Fillable Printable Dynamic Balanced Scorecard Template

Dynamic Balanced Scorecard Template

Dynamic Balanced Scorecard Template

A DYNAMIC BALANCED SCORECARD TEMPLATE
FOR PUBLIC SECTOR AGENCIES
Keith Linard, Senior Lecturer
Merilyn Bassett, Visiting Fellow
Joseph Yoon, Postgraduate Student
Lubomir Dvorsky, Postgraduate Student
University of New South Wales, (Australian Defence Force Academy)
ABSTRACT:
This paper describes a dynamic balanced scorecard template developed for the Australian
Federal Department of Communications Information Technology and the Arts (DCITA) by a
research team from the University of New South Wales and CSC(Aust) in conjunction with
senior DCITA executives and ministerial staff.
The project involved the development of a prototype management flight simulator, built
around the Kaplan and Norton 'balanced scorecard' (BSC) concept. The engine for the
simulator is a system dynamics model, built in Powersim, designed to draw real time data
from departmental information systems. The prototype was designed as a template that could
be customised for any level of the organisation.
The model is broadly structured around the traditional BSC sectors, adapted for the Australian
public sector environment. It incorporates the following sub-models:
Resources: (human capital; outsourced services)
Internal Process: (workflow; corporate communication)
Customer Perspective: (service quality, corporate governance & corporate health)
Learning & Growth: (intellectual capital; personnel development)
The paper includes illustrations of causal loop and stock flow diagrams of key components.
Keywords: system dynamics; causal loop; balanced scorecard; knowledge management;
performance management; public sector management.
PERFORMANCE MANAGEMENT - AUSTRALIAN PUBLIC SECTOR CONTEXT
The Australian Public Sector has undergone a series of reforms in recent years with the aim of
providing the government of Australia with the services it requires in a rapidly changing
world. The pressure for reform has been driven by both international and domestic
developments including globalisation, technological change, policy initiatives, the changing
workplace environment and the demographics of the primary provider of services, the
Australian Public Service (APS).
The suite of financial, employment, competition and customer service reforms focuses on
developing a more business-like performance culture within the public sector. These reforms
provide the opportunity to develop a Balanced Scorecard for Australian Public Sector
agencies that assists managers to assess service delivery performance and the capacity to
adapt in a rapidly changing environment.
Federal Government Resource Management Reforms of the 1990’s
A key policy of the current government for a high performing public sector is to build a
stronger budgetary position through expenditure restraint and concentration on core business.
1
A range of the recent resource management reforms are briefly outlined below to assist in
clarifying the customer/service provider relationship that exists in the Australian federal
public sector context and which differs substantially from a public sector that primarily
provides services direct to the community.

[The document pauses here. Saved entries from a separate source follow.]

//! Per-semaphore configuration flags.

bitflags::bitflags! {
    /// Per-semaphore configuration bits. Empty (all bits clear) by default.
    pub struct SemFlags: u8 {
        /// Suppress all PI bookkeeping for this semaphore: `add_holder`
        /// becomes a no-op, `boost_priority`/`restore_baseprio`/`canceled`
        /// never touch any task's priority, and the holder list stays empty
        /// (invariant 4 in `DESIGN.md`).
        const INHERIT_DISABLED = 1 << 0;
    }
}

The resource management approach implemented by the Australian Public Sector (APS) in
July 1999 consists of an outcomes, outputs, accrual based budgeting and reporting resource
management framework, supported by devolved banking and financial management systems.
The essential purpose of the outcomes and outputs framework is to answer three questions:
(i) What does government want to change? (outcomes)

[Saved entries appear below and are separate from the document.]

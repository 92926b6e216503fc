//! The per-task Boost Ledger (nested-mode inheritance).
//!
//! `N_NEST == 0` degenerates [`BoostLedger`] to a permanently empty,
//! zero-capacity `ArrayVec`, so "simple mode" falls out of "nested mode" as
//! a special case rather than needing a separate type.

use arrayvec::ArrayVec;

use crate::sched::{SchedulerCore, SemId};

/// One outstanding boost contributed by a waiter on `sem_id` to the holder
/// whose ledger this entry lives in.
///
/// Multiple entries naming the same `(task, semaphore)` are permitted: when
/// several waiters have accumulated on the same semaphore, each contributes
/// its own entry (see scenario 4 in `DESIGN.md`/`tests/scenarios.rs`).
pub struct BoostEntry<S: SchedulerCore + ?Sized> {
    pub sem_id: SemId,
    pub priority: S::Priority,
}

impl<S: SchedulerCore + ?Sized> Clone for BoostEntry<S> {
    fn clone(&self) -> Self {
        Self {
            sem_id: self.sem_id,
            priority: self.priority,
        }
    }
}
impl<S: SchedulerCore + ?Sized> Copy for BoostEntry<S> {}

impl<S: SchedulerCore + ?Sized> core::fmt::Debug for BoostEntry<S>
where
    S::Priority: core::fmt::Debug,
{
    fn fmt(&self, f: &mut core::fmt::Formatter<'_>) -> core::fmt::Result {
        f.debug_struct("BoostEntry")
            .field("sem_id", &self.sem_id)
            .field("priority", &self.priority)
            .finish()
    }
}

/// A per-task bounded sequence of [`BoostEntry`], capacity `N_NEST`.
///
/// Invariant: the owning task's effective priority always equals
/// `max(base_priority, max over this ledger of entry.priority)`. The ledger
/// is unordered — entries are removed by swap-with-last, never by shifting.
pub struct BoostLedger<S: SchedulerCore + ?Sized, const N_NEST: usize> {
    entries: ArrayVec<BoostEntry<S>, N_NEST>,
}

impl<S: SchedulerCore + ?Sized, const N_NEST: usize> Default for BoostLedger<S, N_NEST> {
    fn default() -> Self {
        Self {
            entries: ArrayVec::new(),
        }
    }
}

impl<S: SchedulerCore + ?Sized, const N_NEST: usize> BoostLedger<S, N_NEST> {
    pub const fn new() -> Self {
        Self {
            entries: ArrayVec::new_const(),
        }
    }

    /// Push a new boost entry. Returns `false` (and leaves the ledger
    /// unchanged) if the ledger is already at capacity — the caller is
    /// responsible for logging this as a dropped boost (§7: "Ledger full").
    #[must_use]
    pub fn try_push(&mut self, sem_id: SemId, priority: S::Priority) -> bool {
        self.entries.try_push(BoostEntry { sem_id, priority }).is_ok()
    }

    /// Remove every entry naming `sem_id` ("holder no longer holds any count
    /// on this semaphore").
    pub fn strip_all(&mut self, sem_id: SemId) {
        self.entries.retain(|e| e.sem_id != sem_id);
    }

    /// Remove exactly the highest-priority entry naming `sem_id`, by
    /// swap-with-last. No-op if no entry names `sem_id`.
    ///
    /// Used when the holder still holds a count on the semaphore but one of
    /// several waiters was just satisfied (scenario 4).
    pub fn strip_one_highest(&mut self, sem_id: SemId) {
        let mut best: Option<usize> = None;
        for (i, e) in self.entries.iter().enumerate() {
            if e.sem_id == sem_id {
                let better = match best {
                    None => true,
                    Some(b) => e.priority > self.entries[b].priority,
                };
                if better {
                    best = Some(i);
                }
            }
        }
        if let Some(i) = best {
            self.entries.swap_remove(i);
        }
    }

    /// `max(base_priority, max over entries of entry.priority)`.
    pub fn effective_priority(&self, base_priority: S::Priority) -> S::Priority {
        self.entries
            .iter()
            .map(|e| e.priority)
            .fold(base_priority, |acc, p| if p > acc { p } else { acc })
    }

    pub fn is_empty(&self) -> bool {
        self.entries.is_empty()
    }

    pub fn len(&self) -> usize {
        self.entries.len()
    }

    /// True iff no entry in the ledger names `sem_id`. Used by the
    /// `verify_holder` debug assertion.
    pub fn has_none_for(&self, sem_id: SemId) -> bool {
        self.entries.iter().all(|e| e.sem_id != sem_id)
    }

    pub fn iter(&self) -> impl Iterator<Item = &BoostEntry<S>> {
        self.entries.iter()
    }
}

(ii) How does it want to make that change? (outputs)
(iii) How does it know if it is succeeding in making that change? (indicators)
The system works as a hierarchy. Government, through its ministers and with the assistance
of relevant agencies, specifies the outcomes it is seeking to achieve in a given policy arena.
These outcomes are specified in terms of the impact government is aiming to have on some
aspect of society, the economy or the national interest. Parliament appropriates funds to allow
the government to achieve these outcomes.
These funds allow government to ‘buy’ outputs or services from agencies. Agencies specify
the outputs (eg. policy advice) they undertake to provide to contribute to the achievement of
these outcomes, including through third parties.
Specification of what will be delivered can help improve the understanding and knowledge of
those outside the agency who have an interest in its performance, including Ministers,
Parliament and external accountability bodies such as the Auditor General.
The framework encourages agencies to focus on the specific products they deliver (outputs)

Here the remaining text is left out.